Migration Watch UK thinks Maurice Glasman is being over the top

Maurice Glasman recently called for a moratorium on all migration to the UK, as part of his Blue Labour project. Sir Andrew of Migration Watch UK called this “over the top.” Yeah, they of “as seen in the Mail and Express” fame, oft also seen spurting bile against migrants. They think he is being “over the top.”


It would be like Cromwell turning up at an Orange March and saying “steady on boys, I think you’re taking this all a bit seriously.” [1] My eyes are on stalks on this one. I thought Glasman was a wag, but I thought he had some level of realism in his prescription. He is a man behind London Citizens, a group which avidly supports and actively lobbies for an amnesty for the illegal migrants already here. Yet…he proposes this.

I think he is either an idiot or a troll. Now I have read his academic work on Karl Polanyi, I’ve used some of it in fact, and he isn’t an idiot. But I don’t get what he’d get from trolling, he isn’t Rod Liddle. I genuinely can’t get my head round what this guy is up to, because he seems to not quite get Polanyi.

Polanyi, Glasman’s inspiration, is a thinker often associated with an anti-market mentality, but that is too simple. Polanyi thought the market was very destructive, particularly when money, land or labour were treated as commodities to be bought and sold. He was also concerned with society’s resilience to extreme changes; he was especially concerned with moderating the rate of change of grand societal changes.

This wasn’t because Polanyi thought all change was bad, but because he thought that the coping mechanisms which societies develop to deal with the winners and losers take time to appear. So moderating the rate of change was essential to ensure that people survived the process. That isn’t what Glasman is proposing.

Glasman appears to think migration has rendered such unmanageable desolation on society that it needs time to heal. That just isn’t tenable. Many, many markets are impacting the life of working people in Britain and cutting migration to a stand still just isn’t the best way to spend political capital in protecting them. Migration would decrease, a bit, but illegal migration would increase, perhaps swamping any perceived benefits.

In addition to that, Glasman’s call to end migration completely goes against Polanyi’s idea that extreme change needs to be moderated. Dozens of Universities would shut down overnight if international students were prevented from studying, as Glasman proposes. My own University, LSE, has half its student body from overseas. There are no coping mechanisms in place to moderate the changes Glasman would impose.

In short, he seems a troll, bent on causing mischief. He proposes policies with no chance of adoption which are wildly impractical and he appears deaf to the words and lessons of his own political inspiration.

On this, for once, Migration Watch UK and I are in complete agreement, Maurice Glasman is certainly being at least a little “over the top.”


4 thoughts on “Migration Watch UK thinks Maurice Glasman is being over the top

  1. On a very specific point;

    Dozens of Universities would shut down overnight if international students were prevented from studying, as Glasman proposes.

    This is clearly about a net immigration rate of zero for a period of time, not closed borders and, say, a ban on tourism.
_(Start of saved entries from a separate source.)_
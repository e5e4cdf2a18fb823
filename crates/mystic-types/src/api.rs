use serde::{Deserialize, Serialize};
use uuid::Uuid;

use crate::models::{Message, Question, User};

// -- Response envelope --

/// Uniform response envelope every endpoint returns, success or failure:
/// `{statusCode, data, message, success, messages}`. `success` is derived
/// from the status code so the two can never disagree.
#[derive(Debug, Serialize, Deserialize)]
#[serde(rename_all = "camelCase")]
pub struct ApiEnvelope<T> {
    pub status_code: u16,
    pub data: Option<T>,
    pub message: String,
    pub success: bool,
    pub messages: Vec<String>,
}

impl<T> ApiEnvelope<T> {
    pub fn new(status_code: u16, data: T, message: impl Into<String>) -> Self {
        Self {
            status_code,
            data: Some(data),
            message: message.into(),
            success: status_code < 400,
            messages: Vec::new(),
        }
    }

    pub fn empty(status_code: u16, message: impl Into<String>) -> Self {
        Self {
            status_code,
            data: None,
            message: message.into(),
            success: status_code < 400,
            messages: Vec::new(),
        }
    }
}

// -- Auth --

#[derive(Debug, Deserialize)]
#[serde(deny_unknown_fields)]
pub struct RegisterRequest {
    pub username: String,
    pub email: String,
    pub password: String,
}

/// Login accepts either a username or an email alongside the password.
#[derive(Debug, Deserialize)]
#[serde(deny_unknown_fields)]
pub struct LoginRequest {
    pub username: Option<String>,
    pub email: Option<String>,
    pub password: String,
}

#[derive(Debug, Serialize, Deserialize)]
#[serde(rename_all = "camelCase")]
pub struct LoginData {
    pub user: User,
    pub access_token: String,
    pub refresh_token: String,
}

#[derive(Debug, Serialize, Deserialize)]
pub struct CurrentUserData {
    pub user: User,
}

// -- Dashboard --

#[derive(Debug, Deserialize)]
#[serde(deny_unknown_fields)]
pub struct CreateQuestionRequest {
    pub content: String,
}

#[derive(Debug, Serialize, Deserialize)]
#[serde(rename_all = "camelCase")]
pub struct QuestionListData {
    pub questions: Vec<Question>,
}

#[derive(Debug, Serialize, Deserialize)]
#[serde(rename_all = "camelCase")]
pub struct MessageListData {
    pub messages: Vec<Message>,
}

#[derive(Debug, Deserialize)]
#[serde(rename_all = "camelCase")]
#[serde(deny_unknown_fields)]
pub struct UpdateAcceptanceRequest {
    pub accept_messages: bool,
}

#[derive(Debug, Serialize, Deserialize)]
#[serde(rename_all = "camelCase")]
pub struct AcceptanceData {
    pub is_accepting_messages: bool,
}

#[derive(Debug, Serialize, Deserialize)]
#[serde(rename_all = "camelCase")]
pub struct DeletedCountData {
    pub deleted: u64,
}

// -- Feedback (public) --

/// What an anonymous visitor gets to see about a question. No owner id,
/// no message count.
#[derive(Debug, Serialize, Deserialize)]
#[serde(rename_all = "camelCase")]
pub struct PublicQuestion {
    pub id: Uuid,
    pub content: String,
    pub is_accepting_messages: bool,
}

#[derive(Debug, Deserialize)]
#[serde(rename_all = "camelCase")]
#[serde(deny_unknown_fields)]
pub struct SendMessageRequest {
    pub question_id: Uuid,
    pub content: String,
}
/// Security primitives for SyncBoard
///
/// # Modules
///
/// - [`password`]: Argon2id hashing and verification
/// - [`jwt`]: token issuance and validation (HS256)
/// - [`middleware`]: Axum layer extracting the authenticated user
/// - [`access`]: project-level access and admin checks
///
/// # Example
///
/// ```no_run
/// use syncboard_shared::auth::jwt::{create_token, Claims, TokenType};
/// use syncboard_shared::auth::password::{hash_password, verify_password};
/// use uuid::Uuid;
///
/// # fn example() -> Result<(), Box<dyn std::error::Error>> {
/// let hash = hash_password("user_password")?;
/// assert!(verify_password("user_password", &hash)?);
///
/// let claims = Claims::new(Uuid::new_v4(), "ada@example.com".to_string(), TokenType::Access);
/// let token = create_token(&claims, "secret-key")?;
/// # Ok(())
/// # }
/// ```

pub mod access;
pub mod jwt;
pub mod middleware;
pub mod password;
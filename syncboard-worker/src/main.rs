//! # SyncBoard Worker
//!
//! Background worker for SyncBoard. It runs the deadline sweeper, which
//! periodically reminds assignees about open tasks coming due within the
//! next few days, in the inbox and by email.
//!
//! ## Usage
//!
//! ```bash
//! cargo run -p syncboard-worker
//! ```

use std::sync::Arc;
use syncboard_shared::db::{migrations, pool};
use syncboard_shared::notify::broadcast::BroadcastHub;
use syncboard_shared::notify::fanout::NotificationFanout;
use syncboard_shared::notify::mailer::{LogMailer, Mailer};
use syncboard_worker::sweeper::{DeadlineSweeper, SweeperConfig};
use tracing_subscriber::{layer::SubscriberExt, util::SubscriberInitExt};

#[tokio::main]
async fn main() -> anyhow::Result<()> {
    dotenvy::dotenv().ok();

    let filter = tracing_subscriber::EnvFilter::try_from_default_env()
        .unwrap_or_else(|_| "syncboard_worker=debug".into());
    tracing_subscriber::registry()
        .with(filter)
        .with(tracing_subscriber::fmt::layer())
        .init();

    tracing::info!("SyncBoard Worker v{} starting...", env!("CARGO_PKG_VERSION"));

    let database_url = std::env::var("DATABASE_URL")
        .map_err(|_| anyhow::anyhow!("DATABASE_URL must be set"))?;

    let db = pool::create_pool(pool::DatabaseConfig {
        url: database_url,
        ..Default::default()
    })
    .await?;
    migrations::run_migrations(&db).await?;

    let from = std::env::var("SMTP_FROM").unwrap_or_else(|_| "noreply@syncboard.dev".to_string());
    let mailer: Arc<dyn Mailer> = Arc::new(LogMailer::new(from));

    // This hub only reaches sockets held by this process; reminder rows
    // still land in the inbox and surface on the next API fetch.
    let hub = Arc::new(BroadcastHub::new());
    let fanout = NotificationFanout::new(db.clone(), mailer.clone(), hub);

    let sweeper = DeadlineSweeper::with_config(
        db.clone(),
        fanout,
        mailer,
        SweeperConfig::from_env()?,
    );

    let shutdown = sweeper.shutdown_token();
    tokio::spawn(async move {
        if let Err(e) = tokio::signal::ctrl_c().await {
            tracing::error!(error = %e, "Failed to listen for shutdown signal");
            return;
        }
        tracing::info!("Shutdown signal received");
        shutdown.cancel();
    });

    sweeper.run().await?;

    pool::close_pool(db).await;
    tracing::info!("Worker stopped");

    Ok(())
}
In that context, and whatever the merits of the proposal in general, I don’t see the issue for universities specifically. The first years from abroad take the place of graduates. Net immigration: zero (or very low, unless foreign students are long-term migrants who happen to be studying).

    1. Sorry for not linking to the original interview, but you’re actually giving Glasman too much credit.

      Lord Glasman believes the time has now come for a dramatic change where migrants would only be allowed in to the UK on a case-by-case basis and if their specific skills are needed.


      He’s basically arguing for net outward migratory state. Like poverty stricken Ireland, countries hit by natural disasters, or those ruled by morons like Maurice Glasman.

      Even under the system you propose, LSE would fail, half their intake is international. They would not get enough people on the second or third year to keep going as those places would go to non-students. If a policy closes some of the best Unis in the world, it is probably a bad policy.